Large-Scale Service Monitoring

BOSTON (06/12/2000) - Without connectivity, you don't have a network. When a network goes down, troubleshooters want to quickly learn which device is failing so they can restore network connectivity, while folks on the business side of the house need to know which workgroups and business functions are affected by an outage.

Avesta Technologies Inc., recently acquired by Visual Networks Inc., says its Trinity network management product answers these questions. In our test of Avesta's recent release, Trinity 2.0.3, we measured how accurately and swiftly Trinity pinpoints connectivity errors, how faithfully it identifies the business functions affected by a connectivity error and what other connectivity management features it offers.

We found that for networks cared for by proactive administrators, Trinity provides an excellent high-level view of network connectivity. However, we would like the product better if it offered multiplatform server health and utilization monitoring.

Trinity can relate business functions to network devices and then locate the root cause of an outage. Its ability to associate a business function with network devices depends on an administrator entering, and periodically updating, business function and workgroup descriptions for new or replaced network devices - a tedious chore on a large network. However, not only does Trinity detect the error, but it also tells you which workgroup the error affects.

We were pleasantly surprised to find that Trinity automatically notes the relationships between network nodes during its initial and ongoing discovery process so a network administrator doesn't have to create or maintain correlation rules to show dependencies among devices and subnets.

In our tests, Trinity successfully identified the causes of connectivity problems, but only if the network devices were SNMP-aware, used TCP/IP or were Windows clients running Trinity's agent software. It quickly and accurately detected router failures, switch problems and WAN link outages. However, Trinity isn't an appropriate tool for non-TCP/IP networks, non-Windows clients or for pinpointing anything other than connectivity problems.

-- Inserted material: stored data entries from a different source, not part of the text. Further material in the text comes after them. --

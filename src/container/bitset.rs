use crate::error::Result;

/// Fixed-size bitset over `0..len`.
pub(crate) struct BitSet {
    words: Box<[u64]>,
}

impl BitSet {
    pub(crate) fn new(len: usize) -> Result<Self> {
        let n = len.div_ceil(64);
        let mut words = Vec::new();
        words.try_reserve_exact(n)?;
        words.resize(n, 0);
        Ok(Self {
            words: words.into_boxed_slice(),
        })
    }

    #[inline]
    pub(crate) fn contains(&self, i: usize) -> bool {
        self.words[i / 64] & (1 << (i % 64)) != 0
    }

    /// Sets bit `i`; returns whether it was clear before.
    #[inline]
    pub(crate) fn insert(&mut self, i: usize) -> bool {
        let word = &mut self.words[i / 64];
        let bit = 1 << (i % 64);
        let was_clear = *word & bit == 0;
        *word |= bit;
        was_clear
    }

    #[cfg(test)]
    pub(crate) fn count_ones(&self) -> usize {
        self.words.iter().map(|w| w.count_ones() as usize).sum()
    }

    pub(crate) fn ones(&self) -> Ones<'_> {
        Ones {
            words: &self.words,
            idx: 0,
            cur: self.words.first().copied().unwrap_or(0),
        }
    }

    pub(crate) fn heap_bytes(&self) -> usize {
        self.words.len() * 8
    }
}

/// Ascending indices of set bits.
pub(crate) struct Ones<'a> {
    words: &'a [u64],
    idx: usize,
    cur: u64,
}

impl Iterator for Ones<'_> {
    type Item = usize;

    #[inline]
    fn next(&mut self) -> Option<usize> {
        while self.cur == 0 {
            self.idx += 1;
            self.cur = *self.words.get(self.idx)?;
        }
        let bit = self.cur.trailing_zeros() as usize;
        self.cur &= self.cur - 1;
        Some(self.idx * 64 + bit)
    }
}

#[cfg(test)]
mod tests {
    use super::*;

    #[test]
    fn test_insert_contains_iter() {
        let mut s = BitSet::new(200).unwrap();
        assert_eq!(s.ones().count(), 0);
        for i in [0, 63, 64, 130, 199] {
            assert!(s.insert(i));
        }
        assert!(!s.insert(64));
        assert!(s.contains(130));
        assert!(!s.contains(131));
        assert_eq!(s.count_ones(), 5);
        assert_eq!(s.ones().collect::<Vec<_>>(), [0, 63, 64, 130, 199]);
    }

    #[test]
    fn test_small_domain() {
        let mut s = BitSet::new(8).unwrap();
        s.insert(7);
        assert_eq!(s.ones().collect::<Vec<_>>(), [7]);
        assert_eq!(s.heap_bytes(), 8);
    }
}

Trinity consists of a client console, an object server, an enterprise service model process application, a central data store and a collection of agent managers.

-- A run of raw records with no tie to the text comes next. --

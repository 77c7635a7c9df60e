//! # board-trie
//!
//! Memory-dense set and map for fixed-size puzzle boards.
//!
//! A solver exploring millions of board configurations needs to answer "have
//! I seen this board before?" cheaply. `board-trie` stores each board as a
//! path through a trie with one level per board row: every row is packed into
//! a 16-bit layer value, and each level maps layer values to the next level
//! using one of four containers:
//!
//! - sorted-prefix arrays with SIMD scanning of the unsorted tail, for sparse
//!   levels
//! - direct-indexed bitmaps, for levels dense enough to preallocate
//! - leaf variants of both, holding a presence bit ([`BoardSet`]) or a payload
//!   ([`BoardMap`])
//!
//! Rows are visited outside-in (see [`row_order`]), which tends to share
//! prefixes between boards that differ in their middle rows.
//!
//! ## Example
//!
//! ```rust
//! use board_trie::{BoardMap, BoardSet, FixedBoard};
//!
//! type Board = FixedBoard<5, 5>;
//!
//! let mut board = Board::new();
//! board.set(2, 2, 7);
//!
//! let mut seen: BoardSet<Board> = BoardSet::new();
//! seen.append(&board).unwrap();
//! seen.append(&board).unwrap();
//! assert_eq!(seen.len(), 1);
//! assert!(seen.contains(&board));
//!
//! let mut parents: BoardMap<Board, u8> = BoardMap::new();
//! parents.insert(&board, 3).unwrap();
//! assert_eq!(parents.get(&board), Some(&3));
//! ```
//!
//! ## Errors
//!
//! Buffer growth never aborts: a failed reservation surfaces as
//! [`TrieError::Alloc`] and the trie keeps its previous contents. Misuse that
//! breaks the trie's preconditions (appending a board already present through
//! the `append_new` fast path, layer values outside the configured width) is
//! only checked by debug assertions.
//!
//! The structures are single-threaded; share them across threads behind a
//! lock or keep one per worker.

#![deny(unsafe_op_in_unsafe_fn)]

pub mod board;
pub mod config;
mod container;
pub mod error;
pub mod key;
mod map;
pub mod scan;
mod set;
mod trie;

pub use board::{FixedBoard, Layered, CELL_BITS, MAX_CELL};
pub use config::{Layout, TrieConfig};
pub use container::{ContainerKind, Representation};
pub use error::{Result, TrieError};
pub use key::CompactKey;
pub use map::BoardMap;
pub use set::BoardSet;
pub use trie::{row_order, MissPoint, Probe, TrieStats};

#[cfg(test)]
mod testutil;

#[cfg(test)]
mod proptests;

We found using the client console's Win32 interface to be fairly intuitive and straightforward. Through it, we configured agent managers, customized vendor profiles and viewed network maps.

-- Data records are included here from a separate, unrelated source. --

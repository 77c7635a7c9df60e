//! Fixed-size boards of 3-bit cells and their packed encodings.

use crate::key::CompactKey;

/// Bits used per cell by the whole-board encodings.
pub const CELL_BITS: u32 = 3;

/// Largest value a cell can hold.
pub const MAX_CELL: u8 = (1 << CELL_BITS) - 1;

/// A value the trie can decompose into a fixed number of layers.
///
/// Every layer is packed into a `u16` "layer value" using `bits` bits per cell,
/// lowest cell first. The trie stores one level per layer.
pub trait Layered {
    /// Cells per layer.
    const WIDTH: usize;
    /// Number of layers, i.e. the depth of the trie.
    const DEPTH: usize;

    /// Packs layer `row` with `bits` bits per cell.
    fn layer_value(&self, row: usize, bits: u32) -> u16;

    /// Rebuilds a value from its layer values, indexed by row.
    fn from_layers(layers: &[u16], bits: u32) -> Self;
}

/// An `X` by `Y` grid of cells in `0..=MAX_CELL`.
///
/// Rows are stored as plain byte arrays with no padding, so the derived
/// equality and hashing compare whole rows at once. Every mutator keeps cell
/// values inside the 3-bit range.
#[derive(Clone, Copy, PartialEq, Eq, Hash, Debug)]
pub struct FixedBoard<const X: usize, const Y: usize> {
    cells: [[u8; X]; Y],
}

impl<const X: usize, const Y: usize> FixedBoard<X, Y> {
    pub const CELLS: usize = X * Y;

    const PACKED_FITS: () = assert!(
        X * Y * CELL_BITS as usize <= 128,
        "board does not fit a 128-bit packed encoding"
    );

    /// A zero-filled board.
    pub const fn new() -> Self {
        Self { cells: [[0; X]; Y] }
    }

    pub fn from_rows(rows: [[u8; X]; Y]) -> Self {
        let mut board = Self::new();
        for (y, row) in rows.iter().enumerate() {
            for (x, &v) in row.iter().enumerate() {
                board.set(x, y, v);
            }
        }
        board
    }

    #[inline]
    pub fn get(&self, x: usize, y: usize) -> u8 {
        self.cells[y][x]
    }

    #[inline]
    pub fn set(&mut self, x: usize, y: usize, value: u8) {
        debug_assert!(value <= MAX_CELL, "cell value {value} exceeds {MAX_CELL}");
        self.cells[y][x] = value & MAX_CELL;
    }

    /// Cell at row-major index `i`.
    #[inline]
    pub fn get_index(&self, i: usize) -> u8 {
        self.cells[i / X][i % X]
    }

    #[inline]
    pub fn set_index(&mut self, i: usize, value: u8) {
        self.set(i % X, i / X, value);
    }

    pub fn rows(&self) -> &[[u8; X]; Y] {
        &self.cells
    }

    /// Cells in row-major order.
    pub fn cells(&self) -> impl Iterator<Item = u8> + '_ {
        self.cells.iter().flat_map(|row| row.iter().copied())
    }

    /// Whole board packed at 3 bits per cell, row-major, lowest cell first.
    pub fn packed(&self) -> u128 {
        let () = Self::PACKED_FITS;
        self.cells()
            .enumerate()
            .fold(0u128, |acc, (i, c)| acc | (u128::from(c) << (i as u32 * CELL_BITS)))
    }

    /// Like [`packed`](Self::packed), but cells equal to `empty` are skipped and
    /// take no bits.
    pub fn packed_compact(&self, empty: u8) -> u128 {
        let () = Self::PACKED_FITS;
        let mut out = 0u128;
        let mut shift = 0u32;
        for c in self.cells().filter(|&c| c != empty) {
            out |= u128::from(c) << shift;
            shift += CELL_BITS;
        }
        out
    }

    pub fn compact_key(&self) -> CompactKey {
        CompactKey::from(self.packed())
    }
}

impl<const X: usize, const Y: usize> Default for FixedBoard<X, Y> {
    fn default() -> Self {
        Self::new()
    }
}

impl<const X: usize, const Y: usize> Layered for FixedBoard<X, Y> {
    const WIDTH: usize = X;
    const DEPTH: usize = Y;

    #[inline]
    fn layer_value(&self, row: usize, bits: u32) -> u16 {
        let mut value = 0u32;
        for (x, &c) in self.cells[row].iter().enumerate() {
            debug_assert!(u32::from(c) < (1 << bits), "cell {c} does not fit {bits} bits");
            value |= u32::from(c) << (bits * x as u32);
        }
        debug_assert!(value <= u32::from(u16::MAX));
        value as u16
    }

    fn from_layers(layers: &[u16], bits: u32) -> Self {
        debug_assert_eq!(layers.len(), Y);
        let mask = (1u32 << bits) - 1;
        let mut board = Self::new();
        for (y, &layer) in layers.iter().enumerate() {
            for x in 0..X {
                board.set(x, y, ((u32::from(layer) >> (bits * x as u32)) & mask) as u8);
            }
        }
        board
    }
}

Avesta provides a useful reporting tool and associated report templates for revealing historical connectivity data and spotting availability trends.

Because Trinity stores device and event data in a relational database, we were also able to use Crystal Reports to design and run custom reports.

Additionally, a small Java program displays real-time alarm and event information.

We were disappointed Trinity didn't offer an administrative browser-based interface for better remote administration of the product.

The enterprise service process application, which runs on Windows NT or Solaris, determines the relationships between network nodes, maintains Trinity's database representation of a network and analyzes connectivity faults.

Trinity's object server is middleware that buffers network events, while the data store is an Oracle 7.3.4 database. As they discovered and monitored our network infrastructure, the agent managers' network bandwidth consumption was reasonable, varying from 2 percent to 8 percent.

Avesta's approach to discovering nodes on large networks is realistic. We liked being able to interrupt and later resume the discovery process, and we noticed Trinity was smart enough to recognize an NT multi-interface RAS-based modem cluster and thus avoid repetitively requesting redundant information about the interfaces.

Trinity takes an objectoriented view of a network, treating each SNMP-aware network device, pingable IP node, Windows client, business group and Trinity-instrumented application as a managed object. Trinity regularly verifies connectivity for the objects it manages, and stores the objects and connectivity information in the Oracle database.

When a portion of the network becomes unreachable, Trinity uses its knowledge of which objects depend on others to find the root cause of the outage. If 10 clients and a file server connected to a router go off the air, Trinity identifies the router or WAN link as the likely culprit and explains which business functions the outage affects. Because it let us prioritize business functions and workgroups, Trinity even suggested which repairs we should make first when we tested multiple concurrent connectivity problems.

For recoverable device and computer connectivity failures, such as router crashes fixed by sending a soft reset command to the router, Trinity can execute scripts, third-party tools or programs to take corrective action.

To help you understand your network better, Trinity has a test button that can simulate the failure of specific network devices to help you determine the impact of such a failure.

We easily integrated Trinity with BMC Patrol 2000 in the lab to collect from each Patrol agent network resource and event data. Trinity then correlated the data with its list of managed objects. Avesta offers integration with NetIQ, Compaq Insite, Sun Management Center, Unicenter TNG and SystemEDGE.

Trinity installation is simple, but setting up the bundled Oracle database takes extra effort. The documentation is clear, comprehensive and helpful.

If you have a large network consisting of SNMP-aware devices, IP-addressable nodes and Windows clients, you'll find Avesta's Trinity worth a look.